The settlement requires S&P to pay $1.375 billion.  The 20 States will share $687.5 million and DOJ will receive $687.5 million.  Mississippi will receive $33 million for its role as a Lead State in the 20-state coalition.  The settlement amount is expected to wipe out S&P’s operating profit for a year.

“This settlement is the culmination of years of hard-fought litigation against an industry giant,” said Attorney General Hood.  “The result is historic because it finally and indisputably holds S&P accountable for its role in the financial crisis.  The size of the settlement and the successful partnership between the States and the Department of Justice send a strong message that no company is above the law.”

In addition to the financial settlement, S&P has agreed to a statement of facts acknowledging conduct related to its analysis of structured finance securities. S&P also agrees in the settlement to comply with all applicable state laws and, for five years, will cooperate with any request for information from any state expressing concern over a possible violation of state law. Further, the states retain authority to enforce their laws – the same laws used to bring these cases – if S&P engages in similar conduct in the future. The states and federal government have agreed to file stipulated judgments, consent judgments or similar pleadings in their lawsuits in order to implement the terms of the settlement agreement and resolve their respective court proceedings.

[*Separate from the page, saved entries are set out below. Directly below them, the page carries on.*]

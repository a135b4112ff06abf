use std::fmt;

/// Canonicalizes a header key to title-case-with-hyphen: the first letter
/// and every letter following a `-` is uppercased, everything else
/// lowercased (`content-type` → `Content-Type`). Matches `to_pascal_case`
/// in the teacher's response writer, generalized to request headers too.
pub fn canonical_key(key: &str) -> String {
    let mut out = String::with_capacity(key.len());
    let mut cap_next = true;
    for c in key.chars() {
        if c == '-' {
            out.push('-');
            cap_next = true;
        } else if cap_next {
            out.extend(c.to_uppercase());
            cap_next = false;
        } else {
            out.extend(c.to_lowercase());
        }
    }
    out
}

fn lookup_key(key: &str) -> String {
    key.to_ascii_lowercase()
}

/// An HTTP header map: insertion-ordered for deterministic wire output,
/// case-insensitive for lookup, title-cased on the wire. A second
/// occurrence of a key already present is joined onto the first with
/// `", "` (RFC 7230 §3.2.2) rather than stored as a separate entry, so a
/// header map never holds two entries that compare equal under key
/// canonicalization.
#[derive(Debug, Clone, Default)]
pub struct HeaderMap {
    entries: Vec<(String, String)>,
}

impl HeaderMap {
    pub fn new() -> Self {
        Self { entries: Vec::new() }
    }

    fn find(&self, key: &str) -> Option<usize> {
        let want = lookup_key(key);
        self.entries.iter().position(|(k, _)| lookup_key(k) == want)
    }

    /// Sets `key` to `value`, replacing any existing entry instead of
    /// joining (used for headers this core synthesizes itself, where a
    /// duplicate would be a bug rather than a client sending the same
    /// header twice).
    pub fn set(&mut self, key: &str, value: impl Into<String>) {
        let value = value.into();
        match self.find(key) {
            Some(i) => self.entries[i] = (canonical_key(key), value),
            None => self.entries.push((canonical_key(key), value)),
        }
    }

    /// Appends `value` onto `key`, joining with `", "` if `key` is
    /// already present. Used while parsing, where RFC 7230 requires
    /// repeated header lines to combine.
    pub fn append(&mut self, key: &str, value: &str) {
        match self.find(key) {
            Some(i) => {
                self.entries[i].1.push_str(", ");
                self.entries[i].1.push_str(value);
            }
            None => self.entries.push((canonical_key(key), value.to_string())),
        }
    }

    /// Joins `extra` onto `key`'s value with a single space rather than
    /// `", "` — used for obs-fold continuation lines, which RFC 7230
    /// §3.2.4 says collapse to one space, not a new list element.
    pub fn append_fold(&mut self, key: &str, extra: &str) {
        if let Some(i) = self.find(key) {
            if !extra.is_empty() {
                self.entries[i].1.push(' ');
                self.entries[i].1.push_str(extra);
            }
        }
    }

    pub fn get(&self, key: &str) -> Option<&str> {
        self.find(key).map(|i| self.entries[i].1.as_str())
    }

    pub fn has(&self, key: &str) -> bool {
        self.find(key).is_some()
    }

    pub fn remove(&mut self, key: &str) -> Option<String> {
        self.find(key).map(|i| self.entries.remove(i).1)
    }

    pub fn iter(&self) -> impl Iterator<Item = (&str, &str)> {
        self.entries.iter().map(|(k, v)| (k.as_str(), v.as_str()))
    }

    pub fn len(&self) -> usize {
        self.entries.len()
    }

    pub fn is_empty(&self) -> bool {
        self.entries.is_empty()
    }

    pub fn content_length(&self) -> Option<usize> {
        self.get("content-length").and_then(|v| v.trim().parse().ok())
    }

    pub fn is_chunked(&self) -> bool {
        self.get("transfer-encoding")
            .map(|v| v.to_ascii_lowercase().contains("chunked"))
            .unwrap_or(false)
    }

    pub fn write_to(&self, out: &mut Vec<u8>) {
        for (k, v) in &self.entries {
            out.extend_from_slice(k.as_bytes());
            out.extend_from_slice(b": ");
            out.extend_from_slice(v.as_bytes());
            out.extend_from_slice(b"\r\n");
        }
        out.extend_from_slice(b"\r\n");
    }
}

impl fmt::Display for HeaderMap {
    fn fmt(&self, f: &mut fmt::Formatter<'_>) -> fmt::Result {
        for (k, v) in &self.entries {
            writeln!(f, "{k}: {v}")?;
        }
        Ok(())
    }
}

#[cfg(test)]
mod tests {
    use super::*;

    #[test]
    fn canonicalizes_mixed_case_keys() {
        assert_eq!(canonical_key("content-type"), "Content-Type");
        assert_eq!(canonical_key("X-FORWARDED-FOR"), "X-Forwarded-For");
        assert_eq!(canonical_key("host"), "Host");
    }

    #[test]
    fn lookup_is_case_insensitive() {
        let mut h = HeaderMap::new();
        h.set("Content-Type", "text/plain");
        assert_eq!(h.get("content-type"), Some("text/plain"));
        assert_eq!(h.get("CONTENT-TYPE"), Some("text/plain"));
    }

    #[test]
    fn repeated_header_joins_with_comma_space() {
        let mut h = HeaderMap::new();
        h.append("Set-Cookie", "a=1");
        h.append("set-cookie", "b=2");
        assert_eq!(h.get("Set-Cookie"), Some("a=1, b=2"));
        assert_eq!(h.len(), 1);
    }
}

“The credit rating agencies were just as culpable as the investment banks in causing the financial crisis,” said Attorney General Hood. “In some ways, the conduct by the credit rating agencies was worse because these agencies held themselves out to be objective and independent.”

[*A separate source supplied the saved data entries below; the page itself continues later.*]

// use parser::lexer::TokenKind;

use parser::lexer::{Token, Tokenizer};

fn main() {
    let yaml = r#"
key: value
- item
"#;
    let mut tokenizer = Tokenizer::new(yaml);
    loop {
        let token = tokenizer.next_token().expect("lex error");
        println!("{:?}", token);
        if matches!(token, Token::Eof) {
            break;
        }
    }
}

The federal and state lawsuits alleged that, despite S&P’s repeated statements emphasizing its independence and objectivity, the credit rating agency allowed its analysis to be influenced by its desire to earn lucrative fees from its investment bank clients – while investors and other market participants, including state regulators, relied on S&P’s promises of independence and objectivity. The complaints alleged that the agency knowingly assigned inflated credit ratings to toxic assets packaged and sold by the Wall Street investment banks. The alleged misconduct began as early as 2001 and became particularly acute between 2004 and 2007.

Structured finance securities backed by subprime mortgages were at the center of the financial crisis. These financial products, including residential mortgage backed securities (RMBS), commercial mortgage backed securities (CMBS), and collateralized debt obligations (CDOs), derive their value from the monthly payments consumers make on their mortgages.

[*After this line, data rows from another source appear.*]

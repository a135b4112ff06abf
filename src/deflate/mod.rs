//! A self-contained RFC 1951 DEFLATE codec: LZ77 match finding, canonical
//! Huffman coding with length-limited (package-merge) code construction on
//! the encode side, and a symbol-at-a-time state machine on the decode
//! side. Used for response body compression and by the standalone
//! `deflate` binary; carries no dependency on any compression crate.

mod bitstream;
mod deflate;
mod error;
mod huffman;
mod inflate;
mod lz77;

pub use deflate::deflate;
pub use error::{DeflateError, Result};
pub use inflate::inflate;

#[cfg(test)]
mod tests {
    use super::*;
    use std::io::Cursor;

    fn roundtrip(data: &[u8]) {
        let mut compressed = Vec::new();
        deflate(Cursor::new(data), &mut compressed).expect("deflate failed");

        let mut decompressed = Vec::new();
        inflate(Cursor::new(&compressed), &mut decompressed).expect("inflate failed");

        assert_eq!(decompressed, data);
    }

    #[test]
    fn empty_input() {
        roundtrip(b"");
    }

    #[test]
    fn short_literal_run() {
        roundtrip(b"hello, world");
    }

    #[test]
    fn highly_repetitive() {
        roundtrip(&b"abcabcabcabcabcabcabcabcabcabc".repeat(50));
    }

    #[test]
    fn all_same_byte() {
        roundtrip(&vec![b'z'; 10_000]);
    }

    #[test]
    fn random_looking_bytes() {
        let mut data = Vec::with_capacity(4096);
        let mut x: u32 = 0x12345678;
        for _ in 0..4096 {
            x ^= x << 13;
            x ^= x >> 17;
            x ^= x << 5;
            data.push((x & 0xff) as u8);
        }
        roundtrip(&data);
    }

    #[test]
    fn spans_multiple_blocks() {
        let mut data = Vec::new();
        for i in 0..200_000u32 {
            data.push((i % 251) as u8);
        }
        roundtrip(&data);
    }

    #[test]
    fn rejects_truncated_stream() {
        let mut compressed = Vec::new();
        deflate(Cursor::new(b"some data to compress" as &[u8]), &mut compressed).unwrap();
        compressed.truncate(compressed.len() / 2);

        let mut out = Vec::new();
        let err = inflate(Cursor::new(&compressed), &mut out).unwrap_err();
        assert!(matches!(
            err,
            DeflateError::ShortBuffer | DeflateError::NotFinished | DeflateError::BadHuffmanCode
        ));
    }
}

In August 2014, the United States Securities and Exchange Commission adopted new requirements for credit rating agencies that address conflicts of interest and procedures to protect the integrity and transparency of rating methodologies and that provide for certifications to accompany credit ratings attesting that the ratings were not influenced by other business activities.

“I am satisfied that S&P now understands the gravity of its conduct,” said Attorney General Hood. “The result we achieved could not have happened without the cooperation of the states and partnership with the Department of Justice.  I thank Attorney General Holder and each of the Attorneys General from the settling states for their efforts in this case.”  In addition to Mississippi, the states involved in today’s settlement include Arizona, Arkansas, California, Colorado, Connecticut, Delaware, Idaho, Illinois, Indiana, Iowa, Maine, Missouri, New Jersey, North Carolina, Pennsylvania, South Carolina, Tennessee and Washington as well as the District of Columbia.

Attorney General Hood especially thanks Connecticut Attorney General George Jepsen for his Office’s exceptional leadership and partnership throughout this case.  Notes Attorney General Hood, “General Jepsen and the superb lawyers from his Office deserve immense praise.”

Mississippi and Connecticut both have pending lawsuits for similar alleged misconduct against Moody’s Investors Service.  Those cases have been temporarily stayed pending resolution of the S&P case.